10 years later, wife believes I have acquired a mistress. She files divorce, and my bank statements are entered into the court as part of the divorce proceedings. The baguette vendor I visit every night when i sneak out to buy a baguette happens to be located next to the alleged mistresse's address (wife believes I was banging her and eating baguettes, in reality the only temptress was the baguette's vendor's sweet sweet tales of doughy goodness), and now in a number of US states I now owe her increased alimony for a "fault" divorce.
I walk sadly down to the baguette shop, sobbing into my smartphone, where I beg using my tiny remains after the divorce proceeding to buy just one stale baguette. The shopkeep takes pity and pulls last weeks remains out of the trash bin.
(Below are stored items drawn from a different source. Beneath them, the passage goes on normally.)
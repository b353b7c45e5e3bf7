//! Ship records and the fixed ten-ship fleet.

use crate::config::{fleet_quota, FLEET, MAX_SHIP_LEN, NUM_SHIPS};
use crate::{Coord, ModelError};

/// One segment of a ship: its cell and whether it has been hit.
#[derive(Debug, Clone, Copy, PartialEq, Eq)]
struct Segment {
    coord: Coord,
    hit: bool,
}

/// A ship of a fixed length class. Segments are only meaningful once placed.
#[derive(Debug, Clone, Copy, PartialEq, Eq)]
pub struct Ship {
    length: usize,
    segments: [Option<Segment>; MAX_SHIP_LEN],
    placed: bool,
}

impl Ship {
    const fn unplaced(length: usize) -> Self {
        Ship {
            length,
            segments: [None; MAX_SHIP_LEN],
            placed: false,
        }
    }

    /// Ship's length class.
    pub fn length(&self) -> usize {
        self.length
    }

    pub fn is_placed(&self) -> bool {
        self.placed
    }

    /// Cells covered by the ship, in placement order.
    pub fn cells(&self) -> impl Iterator<Item = Coord> + '_ {
        self.segments.iter().flatten().map(|s| s.coord)
    }

    pub fn covers(&self, coord: Coord) -> bool {
        self.cells().any(|c| c == coord)
    }

    /// A placed ship with every segment hit.
    pub fn is_sunk(&self) -> bool {
        self.placed && self.segments[..self.length].iter().all(|s| matches!(s, Some(seg) if seg.hit))
    }

    /// Mark the segment at `coord` as hit. Returns false if the ship does not cover it.
    pub(crate) fn register_hit(&mut self, coord: Coord) -> bool {
        for seg in self.segments.iter_mut().flatten() {
            if seg.coord == coord {
                seg.hit = true;
                return true;
            }
        }
        false
    }

    fn place(&mut self, cells: &[Coord]) {
        for (slot, &coord) in self.segments.iter_mut().zip(cells) {
            *slot = Some(Segment { coord, hit: false });
        }
        self.placed = true;
    }
}

/// The fleet: four length classes with quotas 1, 2, 3 and 4.
#[derive(Debug, Clone, PartialEq, Eq)]
pub struct ShipSet {
    ships: [Ship; NUM_SHIPS],
}

impl Default for ShipSet {
    fn default() -> Self {
        Self::new()
    }
}

impl ShipSet {
    /// A fleet with every ship unplaced.
    pub fn new() -> Self {
        let mut ships = [Ship::unplaced(0); NUM_SHIPS];
        for (ship, &len) in ships.iter_mut().zip(FLEET.iter()) {
            *ship = Ship::unplaced(len);
        }
        ShipSet { ships }
    }

    pub fn ships(&self) -> &[Ship] {
        &self.ships
    }

    /// Ships of `length` still waiting to be placed.
    pub fn remaining(&self, length: usize) -> usize {
        self.ships
            .iter()
            .filter(|s| s.length == length && !s.placed)
            .count()
    }

    pub fn placed_count(&self) -> usize {
        self.ships.iter().filter(|s| s.placed).count()
    }

    pub fn is_complete(&self) -> bool {
        self.placed_count() == NUM_SHIPS
    }

    /// True only when at least one ship is placed and every placed ship is sunk.
    pub fn all_sunk(&self) -> bool {
        self.placed_count() > 0 && self.ships.iter().filter(|s| s.placed).all(Ship::is_sunk)
    }

    pub fn ship_at(&self, coord: Coord) -> Option<&Ship> {
        self.ships.iter().find(|s| s.placed && s.covers(coord))
    }

    pub(crate) fn ship_at_mut(&mut self, coord: Coord) -> Option<&mut Ship> {
        self.ships.iter_mut().find(|s| s.placed && s.covers(coord))
    }

    /// Record `cells` as the next unplaced ship of that length.
    pub(crate) fn assign(&mut self, cells: &[Coord]) -> Result<(), ModelError> {
        let len = cells.len();
        if fleet_quota(len) == 0 {
            return Err(ModelError::InvalidPlacement);
        }
        let ship = self
            .ships
            .iter_mut()
            .find(|s| s.length == len && !s.placed)
            .ok_or(ModelError::QuotaExceeded)?;
        ship.place(cells);
        Ok(())
    }
}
As the salt of my tears mix with the mold of the stale baguette, I sit in torment "why didn't I pay in Monero!"
-------- Epilogue -------
3 months later, I join the legion etrangere, the last respite for a soul with no money, no skills, and no baguettes. I have no family to miss me, and any wages I get in the civilian life are garnished. I'm deployed to Mali, a land of no baguettes. 5 more days until I finally get my 200 Euro's pay -- I finally can order a baguette. I hear a loud sound. Several tribesman surround me with pointed sticks. My FAL jams, and I feel the warm fiery sensation of the sticks piercing my organs, as the life force drains out of me. One more baguette was all I wanted. If only I had bought my baguettes with a fungible untraceable currency.
The main lesson I hear here is "don't get married especially if you are in the US" ;)
In France we are lucky enough to have another kind of civil union which is much less intrusive with what you can do with your baguette ;) and also have no consequences when you end it.